In Isaiah 58 people are giving up things for attention and recognition, this is not the spiritual way of fasting.  God says, “ Why do you fast but you do not see? Why humble ourselves, but you do not notice? Look you serve your own interest and on your fast day and oppress your workers.” (Isaiah 58:3 NRSV).  God is not interested in fasts that are motivated to get the attention and recognition of others. Only when  we release items of this world we enjoy and find happiness in to focus upon God's glory and not our own, are we fasting in a godly manner.   When we are empty and dependent upon God, our Creator is at the ready to come and  fill whatever emptiness we have inside.

The Lord will have our back when we are vulnerable,“…the glory of the Lord shall be your rear guard.” (Isaiah 58:8 NRSV) God will come and protect us and offer what we need when we place our trust in God.

This week I am stepping back a bit and have asked the fulltime staff to do so as well. To depart as much as possible from the tasks of ministry and enter into the love of the one whom we are called to minister. In my times of fasting from the daily schedule that too often handicaps my spiritual formation, I ask myself some questions which a mentor Reggie McNeal inspired.

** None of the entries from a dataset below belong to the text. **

//! Chain configuration types.
//!
//! A [`ChainConfig`] describes a chain as data: an ordered list of
//! [`FilterConfig`] entries, buildable in code or loaded from JSON.
//!
//! ```json
//! {
//!   "filters": [
//!     { "kind": "html" },
//!     { "kind": "substitution", "name": "Shout", "rules": [{ "pattern": "!", "replacement": "!!" }] },
//!     { "kind": "guard", "blocked": ["drop table"], "reject": true }
//!   ]
//! }
//! ```

use serde::{Deserialize, Serialize};

use crate::filters::{
    FaceFilter, GuardAction, GuardFilter, HtmlFilter, SensitiveFilter, Substitution,
    SubstitutionFilter,
};
use crate::{Filter, FilterChain, Result};

/// Configuration of a single filter.
#[derive(Debug, Clone, PartialEq, Eq, Serialize, Deserialize)]
#[serde(tag = "kind", rename_all = "snake_case")]
pub enum FilterConfig {
    /// [`HtmlFilter`].
    Html,
    /// [`SensitiveFilter`].
    Sensitive,
    /// [`FaceFilter`].
    Face,
    /// Custom [`SubstitutionFilter`].
    Substitution {
        /// Filter name.
        name: String,
        /// Rules, in application order.
        #[serde(default)]
        rules: Vec<Substitution>,
        /// Suffix appended to the request.
        #[serde(default)]
        request_suffix: String,
        /// Annotation appended to the response (default: `---{name}()`).
        #[serde(default, skip_serializing_if = "Option::is_none")]
        response_annotation: Option<String>,
    },
    /// [`GuardFilter`].
    Guard {
        /// Terms that stop the chain.
        blocked: Vec<String>,
        /// Fail the pass instead of halting quietly.
        #[serde(default)]
        reject: bool,
    },
    /// [`LoggingFilter`](crate::filters::LoggingFilter).
    #[cfg(feature = "filter-logging")]
    Logging {
        /// Log full request/response text at debug level.
        #[serde(default)]
        debug: bool,
    },
    /// [`MetricsFilter`](crate::filters::MetricsFilter).
    #[cfg(feature = "filter-metrics")]
    Metrics,
}

impl FilterConfig {
    /// Instantiate the configured filter.
    ///
    /// # Errors
    ///
    /// Returns [`crate::Error::InvalidRule`] if a substitution rule is unusable.
    pub fn build(&self) -> Result<Box<dyn Filter>> {
        let filter: Box<dyn Filter> = match self {
            Self::Html => Box::new(HtmlFilter::new()),
            Self::Sensitive => Box::new(SensitiveFilter::new()),
            Self::Face => Box::new(FaceFilter::new()),
            Self::Substitution {
                name,
                rules,
                request_suffix,
                response_annotation,
            } => {
                for rule in rules {
                    rule.validate()?;
                }
                let mut builder = SubstitutionFilter::builder(name.as_str())
                    .rules(rules.iter().cloned())
                    .request_suffix(request_suffix.as_str());
                if let Some(annotation) = response_annotation {
                    builder = builder.response_annotation(annotation.as_str());
                }
                Box::new(builder.build())
            }
            Self::Guard { blocked, reject } => {
                let action = if *reject {
                    GuardAction::Reject
                } else {
                    GuardAction::Halt
                };
                Box::new(GuardFilter::new(blocked.iter().cloned()).with_action(action))
            }
            #[cfg(feature = "filter-logging")]
            Self::Logging { debug } => {
                if *debug {
                    Box::new(crate::filters::LoggingFilter::debug())
                } else {
                    Box::new(crate::filters::LoggingFilter::new())
                }
            }
            #[cfg(feature = "filter-metrics")]
            Self::Metrics => Box::new(crate::filters::MetricsFilter::new()),
        };
        Ok(filter)
    }
}

/// Configuration of a whole chain.
#[derive(Debug, Clone, Default, PartialEq, Eq, Serialize, Deserialize)]
#[serde(deny_unknown_fields)]
pub struct ChainConfig {
    /// Filters, in registration order.
    #[serde(default)]
    pub filters: Vec<FilterConfig>,
}

impl ChainConfig {
    /// Create a new configuration builder.
    #[must_use]
    pub fn builder() -> ChainConfigBuilder {
        ChainConfigBuilder::default()
    }

    /// The reference chain: HTML, sensitive, then face.
    #[must_use]
    pub fn reference() -> Self {
        Self::builder().html().sensitive().face().build()
    }

    /// Load a configuration from JSON.
    ///
    /// # Errors
    ///
    /// Returns [`crate::Error::Config`] with the path of the offending field.
    pub fn from_json(json: &str) -> Result<Self> {
        crate::from_json(json)
    }

    /// Build a fresh [`FilterChain`] from this configuration.
    ///
    /// # Errors
    ///
    /// Returns [`crate::Error::InvalidRule`] if a substitution rule is unusable.
    pub fn build_chain(&self) -> Result<FilterChain> {
        let mut chain = FilterChain::new();
        for filter in &self.filters {
            chain.add_filter(filter.build()?);
        }
        tracing::debug!(filters = ?chain.filter_names(), "filter chain built");
        Ok(chain)
    }
}

/// Builder for [`ChainConfig`].
#[derive(Debug, Clone, Default)]
pub struct ChainConfigBuilder {
    filters: Vec<FilterConfig>,
}

impl ChainConfigBuilder {
    /// Append a filter configuration.
    #[must_use]
    pub fn filter(mut self, filter: FilterConfig) -> Self {
        self.filters.push(filter);
        self
    }

    /// Append an [`HtmlFilter`].
    #[must_use]
    pub fn html(self) -> Self {
        self.filter(FilterConfig::Html)
    }

    /// Append a [`SensitiveFilter`].
    #[must_use]
    pub fn sensitive(self) -> Self {
        self.filter(FilterConfig::Sensitive)
    }

    /// Append a [`FaceFilter`].
    #[must_use]
    pub fn face(self) -> Self {
        self.filter(FilterConfig::Face)
    }

    /// Append a quietly halting [`GuardFilter`].
    #[must_use]
    pub fn guard<I, S>(self, blocked: I) -> Self
    where
        I: IntoIterator<Item = S>,
        S: Into<String>,
    {
        self.filter(FilterConfig::Guard {
            blocked: blocked.into_iter().map(Into::into).collect(),
            reject: false,
        })
    }

    /// Append a [`LoggingFilter`](crate::filters::LoggingFilter).
    #[cfg(feature = "filter-logging")]
    #[must_use]
    pub fn logging(self) -> Self {
        self.filter(FilterConfig::Logging { debug: false })
    }

    /// Append a debug-level [`LoggingFilter`](crate::filters::LoggingFilter).
    #[cfg(feature = "filter-logging")]
    #[must_use]
    pub fn debug_logging(self) -> Self {
        self.filter(FilterConfig::Logging { debug: true })
    }

    /// Append a [`MetricsFilter`](crate::filters::MetricsFilter).
    #[cfg(feature = "filter-metrics")]
    #[must_use]
    pub fn metrics(self) -> Self {
        self.filter(FilterConfig::Metrics)
    }

    /// Build the configuration.
    #[must_use]
    pub fn build(self) -> ChainConfig {
        ChainConfig {
            filters: self.filters,
        }
    }
}
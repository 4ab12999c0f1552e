//! Emoticon substitution filter.

use crate::{Filter, FilterChain, Request, Response, Result};

use super::SubstitutionFilter;

/// Replaces the `:):` emoticon with `^V^`.
///
/// Appends `----FaceFilter()` to the request and `---FaceFilter()` to the
/// response.
#[derive(Debug, Clone)]
pub struct FaceFilter {
    inner: SubstitutionFilter,
}

impl FaceFilter {
    /// Create the filter.
    #[must_use]
    pub fn new() -> Self {
        Self {
            inner: SubstitutionFilter::preset(
                "FaceFilter",
                &[(":):", "^V^")],
                "----FaceFilter()",
                "---FaceFilter()",
            ),
        }
    }
}

impl Default for FaceFilter {
    fn default() -> Self {
        Self::new()
    }
}

impl From<FaceFilter> for SubstitutionFilter {
    fn from(filter: FaceFilter) -> Self {
        filter.inner
    }
}

impl Filter for FaceFilter {
    fn process(
        &self,
        request: &mut Request,
        response: &mut Response,
        chain: &FilterChain,
    ) -> Result<()> {
        self.inner.process(request, response, chain)
    }

    fn name(&self) -> &str {
        self.inner.name()
    }
}

#[cfg(test)]
mod tests {
    use super::*;

    #[test]
    fn emoticon_replaced() {
        let filter = FaceFilter::new();
        assert_eq!(filter.inner.rewrite(":):,:):"), "^V^,^V^----FaceFilter()");
    }
}
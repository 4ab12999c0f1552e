//! Chain-of-responsibility text filters.
//!
//! Register filters on a [`FilterChain`] and drive a [`Request`]/[`Response`]
//! pair through them: each filter rewrites the request on the way in and
//! annotates the response on the way out.
//!
//! # Example
//!
//! ```
//! use sieve::prelude::*;
//!
//! let chain = ChainConfig::reference().build_chain()?;
//!
//! let mut request = Request::new(":):,<script>,敏感,被就业,网络授课");
//! let mut response = Response::new("response:");
//! chain.run(&mut request, &mut response)?;
//!
//! assert_eq!(
//!     request.text(),
//!     "^V^,[script],,就业,网络授课----HTMLFilter() ---sensitiveFilter()----FaceFilter()"
//! );
//! assert_eq!(
//!     response.text(),
//!     "response:---FaceFilter()---sensitiveFilter()---HTMLFilter()"
//! );
//! # Ok::<(), sieve::Error>(())
//! ```
//!
//! See the [tutorial][_tutorial] for a complete guide.

pub mod _tutorial;
mod config;
pub mod filters;
pub mod prelude;

pub use config::{ChainConfig, ChainConfigBuilder, FilterConfig};

// Re-export core types
pub use sieve_core::{
    Error, Filter, FilterChain, FilterFn, Request, Response, Result, filter_fn, from_json,
};
//! Request and response messages flowing through a chain.
//!
//! A [`Request`] travels forward: each filter rewrites its text before handing
//! it on. A [`Response`] travels backward: each filter appends to it after the
//! rest of the chain has returned.

use derive_more::Display;
use serde::{Deserialize, Serialize};

/// Forward-flowing message, rewritten in place by each filter.
#[derive(Debug, Display, Clone, Default, PartialEq, Eq, Serialize, Deserialize)]
#[display("{text}")]
pub struct Request {
    text: String,
}

impl Request {
    /// Creates a request carrying the given text.
    #[must_use]
    pub fn new(text: impl Into<String>) -> Self {
        Self { text: text.into() }
    }

    /// Current request text.
    #[must_use]
    pub fn text(&self) -> &str {
        &self.text
    }

    /// Replaces the request text.
    pub fn set_text(&mut self, text: impl Into<String>) {
        self.text = text.into();
    }

    /// Mutable access to the request text.
    #[must_use]
    pub fn text_mut(&mut self) -> &mut String {
        &mut self.text
    }

    /// Appends to the request text.
    pub fn append(&mut self, suffix: &str) {
        self.text.push_str(suffix);
    }

    /// Consume into the request text.
    #[must_use]
    pub fn into_text(self) -> String {
        self.text
    }
}

/// Backward-flowing message, annotated by each filter once downstream returns.
#[derive(Debug, Display, Clone, Default, PartialEq, Eq, Serialize, Deserialize)]
#[display("{text}")]
pub struct Response {
    text: String,
}

impl Response {
    /// Creates a response seeded with the given text.
    #[must_use]
    pub fn new(seed: impl Into<String>) -> Self {
        Self { text: seed.into() }
    }

    /// Current response text.
    #[must_use]
    pub fn text(&self) -> &str {
        &self.text
    }

    /// Replaces the response text.
    pub fn set_text(&mut self, text: impl Into<String>) {
        self.text = text.into();
    }

    /// Mutable access to the response text.
    #[must_use]
    pub fn text_mut(&mut self) -> &mut String {
        &mut self.text
    }

    /// Appends an annotation to the response text.
    pub fn append(&mut self, annotation: &str) {
        self.text.push_str(annotation);
    }

    /// Consume into the response text.
    #[must_use]
    pub fn into_text(self) -> String {
        self.text
    }
}

impl From<&str> for Request {
    fn from(text: &str) -> Self {
        Self::new(text)
    }
}

impl From<String> for Request {
    fn from(text: String) -> Self {
        Self::new(text)
    }
}

impl From<&str> for Response {
    fn from(seed: &str) -> Self {
        Self::new(seed)
    }
}

impl From<String> for Response {
    fn from(seed: String) -> Self {
        Self::new(seed)
    }
}
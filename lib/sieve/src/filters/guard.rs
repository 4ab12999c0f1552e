//! Short-circuiting guard filter.
//!
//! [`GuardFilter`] inspects the request before anything downstream sees it.
//! When a blocked term is present it either stops the chain quietly
//! ([`GuardAction::Halt`]) or fails the whole pass ([`GuardAction::Reject`]).

use std::sync::Arc;

use tracing::{debug, warn};

use crate::{Error, Filter, FilterChain, Request, Response, Result};

/// What a [`GuardFilter`] does when it finds a blocked term.
#[derive(Debug, Clone, Copy, Default, PartialEq, Eq)]
pub enum GuardAction {
    /// Stop the chain, annotate the response, return `Ok`.
    #[default]
    Halt,
    /// Stop the chain and return [`Error::Filter`] to the caller.
    Reject,
}

/// Filter that halts the chain when the request contains a blocked term.
///
/// Requests without blocked terms pass through untouched, and the response is
/// not annotated.
///
/// # Example
///
/// ```
/// use sieve::filters::{FaceFilter, GuardFilter};
/// use sieve::{FilterChain, Request, Response};
///
/// let chain = FilterChain::new()
///     .with_filter(GuardFilter::new(["<script>"]))
///     .with_filter(FaceFilter::new());
///
/// let mut request = Request::new(":): <script>");
/// let mut response = Response::new("response:");
/// chain.run(&mut request, &mut response)?;
///
/// // FaceFilter never ran
/// assert_eq!(request.text(), ":): <script>");
/// assert_eq!(response.text(), "response:---GuardFilter(<script>)");
/// # Ok::<(), sieve::Error>(())
/// ```
#[derive(Debug, Clone)]
pub struct GuardFilter {
    blocked: Arc<[String]>,
    action: GuardAction,
}

impl GuardFilter {
    /// Create a guard halting on any of the given terms.
    pub fn new<I, S>(blocked: I) -> Self
    where
        I: IntoIterator<Item = S>,
        S: Into<String>,
    {
        Self {
            blocked: blocked.into_iter().map(Into::into).collect(),
            action: GuardAction::Halt,
        }
    }

    /// Create a guard that fails the pass on any of the given terms.
    pub fn rejecting<I, S>(blocked: I) -> Self
    where
        I: IntoIterator<Item = S>,
        S: Into<String>,
    {
        Self::new(blocked).with_action(GuardAction::Reject)
    }

    /// Sets the action taken on a match.
    #[must_use]
    pub fn with_action(mut self, action: GuardAction) -> Self {
        self.action = action;
        self
    }

    /// Blocked terms.
    #[must_use]
    pub fn blocked(&self) -> &[String] {
        &self.blocked
    }

    /// Action taken on a match.
    #[must_use]
    pub const fn action(&self) -> GuardAction {
        self.action
    }

    fn find_blocked(&self, text: &str) -> Option<&str> {
        self.blocked
            .iter()
            .map(String::as_str)
            .find(|term| !term.is_empty() && text.contains(term))
    }
}

impl Filter for GuardFilter {
    fn process(
        &self,
        request: &mut Request,
        response: &mut Response,
        chain: &FilterChain,
    ) -> Result<()> {
        let Some(term) = self.find_blocked(request.text()) else {
            return chain.advance(request, response, chain);
        };

        match self.action {
            GuardAction::Halt => {
                debug!(term, "blocked term found, halting chain");
                response.append(&format!("---GuardFilter({term})"));
                Ok(())
            }
            GuardAction::Reject => {
                warn!(term, "blocked term found, rejecting request");
                Err(Error::filter(self.name(), format!("blocked term '{term}'")))
            }
        }
    }

    fn name(&self) -> &str {
        "GuardFilter"
    }
}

  • “What do I (you) want to see God do in your life?”
  • “How might I pray for myself (yourself) and who might I ask to pray for me (for you)?”
  • “What Bible verse(s) are on my heart and itching my very soul to make an impact on my (your ) transformation?”
  • “Who is Jesus calling upon me (you) to pray for, or have even the simplest of conversations with about God's presence in their life?”

May we fast enough to have the time and inner space to practice such ways of spiritual formation.